> EXERCISE PROMPT: Please state how many lines of the data below contain the word "QaError", offering nothing besides the number.

---------- ENTRIES SUPPLIED ----------

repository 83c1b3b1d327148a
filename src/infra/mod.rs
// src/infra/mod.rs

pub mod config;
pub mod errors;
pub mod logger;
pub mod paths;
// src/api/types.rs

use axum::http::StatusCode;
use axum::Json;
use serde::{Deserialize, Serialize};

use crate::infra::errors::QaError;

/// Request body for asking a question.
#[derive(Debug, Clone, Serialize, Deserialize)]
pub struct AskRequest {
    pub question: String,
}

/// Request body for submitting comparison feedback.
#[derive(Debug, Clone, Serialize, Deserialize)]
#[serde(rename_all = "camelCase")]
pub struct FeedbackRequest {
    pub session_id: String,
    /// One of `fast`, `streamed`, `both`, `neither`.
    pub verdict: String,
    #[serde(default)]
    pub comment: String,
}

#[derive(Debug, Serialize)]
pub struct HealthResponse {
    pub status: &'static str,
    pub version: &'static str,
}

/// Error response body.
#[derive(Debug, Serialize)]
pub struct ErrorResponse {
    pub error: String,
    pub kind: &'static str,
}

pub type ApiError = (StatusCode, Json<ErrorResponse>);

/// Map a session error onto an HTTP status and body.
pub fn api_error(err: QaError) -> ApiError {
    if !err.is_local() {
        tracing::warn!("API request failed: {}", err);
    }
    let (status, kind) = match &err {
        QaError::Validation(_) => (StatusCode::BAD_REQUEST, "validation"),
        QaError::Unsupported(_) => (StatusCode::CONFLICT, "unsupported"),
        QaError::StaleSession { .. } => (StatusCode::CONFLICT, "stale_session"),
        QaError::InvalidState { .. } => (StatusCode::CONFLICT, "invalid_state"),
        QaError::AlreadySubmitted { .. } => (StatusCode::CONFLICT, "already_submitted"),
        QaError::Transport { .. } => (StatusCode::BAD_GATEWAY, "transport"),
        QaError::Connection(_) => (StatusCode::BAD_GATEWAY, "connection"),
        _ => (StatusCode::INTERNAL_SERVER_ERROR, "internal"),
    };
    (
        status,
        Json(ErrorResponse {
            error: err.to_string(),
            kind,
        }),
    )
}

----------

> REPLY TO THE TASK: 9